🤖 AI Summary
This paper addresses the curse of dimensionality and data sparsity in high-dimensional time series forecasting by systematically integrating large language models (LLMs) to encode textual prior knowledge—introducing a novel text–time-series bimodal collaborative forecasting framework. Methodologically, it adopts a dual-tower architecture: one tower employs an LLM encoder to process descriptive textual inputs (e.g., metric definitions, event annotations), while the other applies a time-series feature extractor to model numerical sequences; cross-modal representations are fused via linear projection for joint representation learning. Unlike conventional purely numerical modeling paradigms, this framework explicitly leverages semantic textual cues to augment temporal modeling. Empirical evaluation on multiple high-dimensional benchmark datasets demonstrates substantial improvements in forecasting accuracy, validating the critical role of textual semantics in mitigating data sparsity and enhancing model robustness.
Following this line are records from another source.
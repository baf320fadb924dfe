use std::time::Duration;

use nexus_core::{agents, bootstrap, LlmRouter, ModelTarget, NexusConfig};
use nexus_provider::ProviderError;
use wiremock::matchers::{header, method, path};
use wiremock::{Mock, MockServer, ResponseTemplate};

fn config_for(server: &MockServer, keys: &str) -> NexusConfig {
    let yaml = format!(
        r#"
app:
  name: nexus
  env: test
providers:
  - id: gemini
    type: gemini
    base_url: {uri}
pools:
  - id: primary
    provider: gemini
    keys: ["{keys}"]
agents:
  default:
    pool: primary
    model: gemini-test
"#,
        uri = server.uri()
    );
    serde_yaml::from_str(&yaml).unwrap()
}

fn reply(text: &str) -> ResponseTemplate {
    ResponseTemplate::new(200).set_body_json(serde_json::json!({
        "candidates": [{"content": {"role": "model", "parts": [{"text": text}]}}]
    }))
}

fn quota_exceeded() -> ResponseTemplate {
    ResponseTemplate::new(429).set_body_json(serde_json::json!({
        "error": {"code": 429, "status": "RESOURCE_EXHAUSTED", "message": "You exceeded your current quota"}
    }))
}

#[tokio::test]
async fn router_moves_past_an_exhausted_key() {
    let server = MockServer::start().await;
    Mock::given(method("POST"))
        .and(path("/models/gemini-test:generateContent"))
        .and(header("x-goog-api-key", "spent-key"))
        .respond_with(quota_exceeded())
        .expect(1)
        .mount(&server)
        .await;
    Mock::given(method("POST"))
        .and(path("/models/gemini-test:generateContent"))
        .and(header("x-goog-api-key", "fresh-key"))
        .respond_with(reply("pong"))
        .expect(2)
        .mount(&server)
        .await;

    let config = config_for(&server, "spent-key, fresh-key");
    let router = LlmRouter::from_config(&config)
        .unwrap()
        .with_backoff(Duration::ZERO);
    let target = ModelTarget::new("primary", "gemini-test");

    assert_eq!(router.complete_text(&target, None, "ping").await.unwrap(), "pong");
    // the spent key stays in cooldown, so the next call goes straight to the fresh one
    assert_eq!(router.complete_text(&target, None, "ping").await.unwrap(), "pong");

    let status = &router.pool_statuses().await[0];
    assert_eq!(status.size, 2);
    assert_eq!(status.cooling_down, 1);
}

#[tokio::test]
async fn all_keys_exhausted_is_a_typed_error() {
    let server = MockServer::start().await;
    Mock::given(method("POST"))
        .respond_with(quota_exceeded())
        .expect(2)
        .mount(&server)
        .await;

    let config = config_for(&server, "a-key,b-key");
    let router = LlmRouter::from_config(&config)
        .unwrap()
        .with_backoff(Duration::ZERO);

    let err = router
        .complete_text(&ModelTarget::new("primary", "gemini-test"), None, "ping")
        .await
        .unwrap_err();
    assert!(err.downcast_ref::<ProviderError>().is_some());

    let again = router
        .complete_text(&ModelTarget::new("primary", "gemini-test"), None, "ping")
        .await
        .unwrap_err();
    assert!(again
        .downcast_ref::<ProviderError>()
        .is_some_and(ProviderError::is_exhausted));
}

#[tokio::test]
async fn bootstrapped_dispatcher_answers_over_http() {
    let server = MockServer::start().await;
    Mock::given(method("POST"))
        .and(path("/models/gemini-test:generateContent"))
        .respond_with(reply(r#"{"type": "final_answer", "content": "Hello from the mock!"}"#))
        .mount(&server)
        .await;

    let root = tempfile::tempdir().unwrap();
    let nexus = bootstrap(root.path(), config_for(&server, "only-key")).unwrap();

    let resp = nexus.dispatcher.handle_query("hi", "s1").await;

    assert_eq!(resp.agent_used, agents::QUICK_RESPONSE);
    assert_eq!(resp.answer, "Hello from the mock!");
    assert!(!resp.error);
    assert!(root.path().join("data/conversation.db").exists());
    assert_eq!(nexus.store.last_user_query("s1").await.unwrap(), "hi");
}
use std::sync::Arc;

use anyhow::Result;
use async_trait::async_trait;
use nexus_memory::{RetrievalCoordinator, RetrievedChunk};

use crate::agent::{render_history, AgentFactory, LlmAgent};
use crate::handler::{agents, CallingConvention, Handler, HandlerOutcome, HandlerRequest};
use crate::prompts;

/// Conversational handler: one persona, the recent history, and for the
/// general handler the memory and knowledge-graph hits for the query.
pub struct PersonaHandler {
    name: String,
    agent: LlmAgent,
    enrichment: Option<Arc<RetrievalCoordinator>>,
}

impl PersonaHandler {
    pub fn new(name: impl Into<String>, agent: LlmAgent) -> Self {
        Self {
            name: name.into(),
            agent,
            enrichment: None,
        }
    }

    pub fn with_enrichment(mut self, retrieval: Arc<RetrievalCoordinator>) -> Self {
        self.enrichment = Some(retrieval);
        self
    }

    pub fn general(factory: &AgentFactory, retrieval: Arc<RetrievalCoordinator>) -> Self {
        Self::new(agents::GENERAL, factory.agent(agents::GENERAL, prompts::GENERAL))
            .with_enrichment(retrieval)
    }

    pub fn counselor(factory: &AgentFactory) -> Self {
        Self::new(agents::COUNSELOR, factory.agent(agents::COUNSELOR, prompts::COUNSELOR))
    }

    pub fn coder(factory: &AgentFactory) -> Self {
        Self::new(agents::CODER, factory.agent(agents::CODER, prompts::CODER))
    }

    pub fn listener(factory: &AgentFactory) -> Self {
        Self::new(agents::LISTENER, factory.agent(agents::LISTENER, prompts::LISTENER))
    }

    async fn related_context(&self, query: &str) -> Option<String> {
        let retrieval = self.enrichment.as_ref()?;
        let settings = retrieval.settings();
        let (memories, knowledge) = tokio::join!(
            retrieval.search_memory(query, settings.memory_k),
            retrieval.search_graph(query, settings.graph_k),
        );

        let mut sections = Vec::new();
        if !memories.is_empty() {
            sections.push(format!("Related memories:\n{}", bullets(&memories)));
        }
        if !knowledge.is_empty() {
            sections.push(format!("Related knowledge:\n{}", bullets(&knowledge)));
        }
        (!sections.is_empty()).then(|| sections.join("\n\n"))
    }
}

fn bullets(chunks: &[RetrievedChunk]) -> String {
    chunks
        .iter()
        .map(|c| format!("- {}", c.text()))
        .collect::<Vec<_>>()
        .join("\n")
}

#[async_trait]
impl Handler for PersonaHandler {
    fn name(&self) -> &str {
        &self.name
    }

    fn convention(&self) -> CallingConvention {
        CallingConvention::Contextual
    }

    async fn handle(&self, request: &HandlerRequest) -> Result<HandlerOutcome> {
        let mut prompt = format!("Recent conversation:\n{}", render_history(&request.history));
        if let Some(context) = self.related_context(&request.query).await {
            prompt.push_str("\n\n");
            prompt.push_str(&context);
        }
        prompt.push_str(&format!("\n\nUser: {}", request.query));
        Ok(HandlerOutcome::Answer(self.agent.ask(prompt).await?))
    }
}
The work establishes a new paradigm for multimodal time series forecasting.
📝 Abstract
Time series forecasting has traditionally focused on univariate and multivariate numerical data, often overlooking the benefits of incorporating multimodal information, particularly textual data. In this paper, we propose a novel framework that integrates time series models with Large Language Models to improve high-dimensional time series forecasting. Inspired by multimodal models, our method combines time series and textual data in the dual-tower structure. This fusion of information creates a comprehensive representation, which is then processed through a linear layer to generate the final forecast. Extensive experiments demonstrate that incorporating text enhances high-dimensional time series forecasting performance. This work paves the way for further research in multimodal time series forecasting.